▸ Brief
Restate word for word the lines of the entries below, starting with the line that holds "let non_finite = GridConfig" and ending with the line that holds "assert_eq!(first, second);", and no others.

Records from a dataset:
----------

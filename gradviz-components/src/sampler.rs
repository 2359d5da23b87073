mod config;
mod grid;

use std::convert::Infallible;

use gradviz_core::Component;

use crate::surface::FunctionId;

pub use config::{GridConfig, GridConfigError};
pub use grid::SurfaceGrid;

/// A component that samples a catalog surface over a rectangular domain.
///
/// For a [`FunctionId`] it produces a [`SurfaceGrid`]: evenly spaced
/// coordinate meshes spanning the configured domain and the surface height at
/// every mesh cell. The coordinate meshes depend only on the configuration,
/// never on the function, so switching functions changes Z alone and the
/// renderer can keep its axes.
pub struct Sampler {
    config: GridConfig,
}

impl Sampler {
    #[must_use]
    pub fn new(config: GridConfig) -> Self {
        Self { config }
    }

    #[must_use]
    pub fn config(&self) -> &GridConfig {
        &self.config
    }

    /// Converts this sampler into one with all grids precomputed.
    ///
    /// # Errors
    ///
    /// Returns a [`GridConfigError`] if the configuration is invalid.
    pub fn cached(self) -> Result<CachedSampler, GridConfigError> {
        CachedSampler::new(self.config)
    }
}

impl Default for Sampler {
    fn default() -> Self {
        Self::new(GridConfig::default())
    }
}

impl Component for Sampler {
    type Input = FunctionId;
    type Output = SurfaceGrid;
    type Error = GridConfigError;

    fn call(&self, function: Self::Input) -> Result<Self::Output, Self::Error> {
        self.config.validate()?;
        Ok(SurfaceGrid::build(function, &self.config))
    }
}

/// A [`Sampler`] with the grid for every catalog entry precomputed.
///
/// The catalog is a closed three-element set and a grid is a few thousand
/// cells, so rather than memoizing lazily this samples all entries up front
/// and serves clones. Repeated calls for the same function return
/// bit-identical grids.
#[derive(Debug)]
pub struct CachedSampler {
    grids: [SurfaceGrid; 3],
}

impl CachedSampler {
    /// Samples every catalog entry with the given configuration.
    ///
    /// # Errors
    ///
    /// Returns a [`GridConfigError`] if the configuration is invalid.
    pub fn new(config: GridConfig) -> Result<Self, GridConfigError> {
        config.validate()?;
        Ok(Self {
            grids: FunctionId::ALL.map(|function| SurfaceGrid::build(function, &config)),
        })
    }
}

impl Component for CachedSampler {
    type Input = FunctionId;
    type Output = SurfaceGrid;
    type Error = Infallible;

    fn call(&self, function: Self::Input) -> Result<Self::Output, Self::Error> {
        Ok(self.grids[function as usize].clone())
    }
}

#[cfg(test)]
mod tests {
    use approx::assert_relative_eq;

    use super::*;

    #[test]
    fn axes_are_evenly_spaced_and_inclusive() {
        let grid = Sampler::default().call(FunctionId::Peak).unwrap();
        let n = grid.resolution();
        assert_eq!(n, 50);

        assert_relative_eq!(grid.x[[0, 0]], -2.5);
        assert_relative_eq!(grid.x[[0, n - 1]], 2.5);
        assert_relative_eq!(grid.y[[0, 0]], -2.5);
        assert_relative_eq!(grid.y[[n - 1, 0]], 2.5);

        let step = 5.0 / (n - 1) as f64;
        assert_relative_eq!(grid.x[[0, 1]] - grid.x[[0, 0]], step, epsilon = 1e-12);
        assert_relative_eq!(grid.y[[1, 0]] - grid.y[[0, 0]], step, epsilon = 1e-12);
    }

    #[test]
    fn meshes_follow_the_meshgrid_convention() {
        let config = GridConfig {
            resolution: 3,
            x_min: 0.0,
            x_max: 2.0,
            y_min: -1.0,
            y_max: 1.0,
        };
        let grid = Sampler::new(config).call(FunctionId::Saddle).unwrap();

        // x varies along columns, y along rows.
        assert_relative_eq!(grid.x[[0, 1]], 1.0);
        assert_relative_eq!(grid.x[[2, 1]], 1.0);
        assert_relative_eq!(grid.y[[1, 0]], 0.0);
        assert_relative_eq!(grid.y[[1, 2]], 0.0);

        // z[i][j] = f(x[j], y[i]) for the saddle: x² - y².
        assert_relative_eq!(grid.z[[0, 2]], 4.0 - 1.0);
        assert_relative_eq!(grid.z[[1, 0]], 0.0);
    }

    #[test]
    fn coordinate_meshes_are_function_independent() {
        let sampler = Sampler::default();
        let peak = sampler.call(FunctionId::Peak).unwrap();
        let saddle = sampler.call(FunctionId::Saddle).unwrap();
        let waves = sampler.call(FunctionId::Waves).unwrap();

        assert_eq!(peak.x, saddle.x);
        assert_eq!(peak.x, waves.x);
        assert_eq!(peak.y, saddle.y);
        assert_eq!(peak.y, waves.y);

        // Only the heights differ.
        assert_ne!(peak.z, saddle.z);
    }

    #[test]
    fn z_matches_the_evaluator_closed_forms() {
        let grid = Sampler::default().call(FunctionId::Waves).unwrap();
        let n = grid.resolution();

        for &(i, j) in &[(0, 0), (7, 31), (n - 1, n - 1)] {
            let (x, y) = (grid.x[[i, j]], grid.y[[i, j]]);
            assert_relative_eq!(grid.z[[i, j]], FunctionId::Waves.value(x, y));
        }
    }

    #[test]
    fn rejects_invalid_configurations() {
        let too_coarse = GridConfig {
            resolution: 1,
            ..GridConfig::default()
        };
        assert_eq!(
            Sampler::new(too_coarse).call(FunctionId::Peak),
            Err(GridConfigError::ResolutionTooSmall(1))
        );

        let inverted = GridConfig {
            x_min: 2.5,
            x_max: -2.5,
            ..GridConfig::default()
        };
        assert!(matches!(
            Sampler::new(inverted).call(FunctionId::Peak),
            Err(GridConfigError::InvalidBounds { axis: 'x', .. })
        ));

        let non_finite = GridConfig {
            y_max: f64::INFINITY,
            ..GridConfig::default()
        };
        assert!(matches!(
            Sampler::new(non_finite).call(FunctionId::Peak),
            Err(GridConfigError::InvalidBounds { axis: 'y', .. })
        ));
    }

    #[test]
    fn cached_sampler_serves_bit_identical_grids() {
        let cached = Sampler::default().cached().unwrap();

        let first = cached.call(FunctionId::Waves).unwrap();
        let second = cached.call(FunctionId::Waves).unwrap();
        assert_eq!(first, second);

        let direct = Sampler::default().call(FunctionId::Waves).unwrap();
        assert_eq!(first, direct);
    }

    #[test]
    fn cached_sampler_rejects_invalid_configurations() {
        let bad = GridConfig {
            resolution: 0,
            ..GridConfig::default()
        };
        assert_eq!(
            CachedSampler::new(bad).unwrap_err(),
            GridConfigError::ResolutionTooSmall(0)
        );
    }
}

----------

▸ Reply to the task
        let non_finite = GridConfig {
            y_max: f64::INFINITY,
            ..GridConfig::default()
        };
        assert!(matches!(
            Sampler::new(non_finite).call(FunctionId::Peak),
            Err(GridConfigError::InvalidBounds { axis: 'y', .. })
        ));
    }

    #[test]
    fn cached_sampler_serves_bit_identical_grids() {
        let cached = Sampler::default().cached().unwrap();

        let first = cached.call(FunctionId::Waves).unwrap();
        let second = cached.call(FunctionId::Waves).unwrap();
        assert_eq!(first, second);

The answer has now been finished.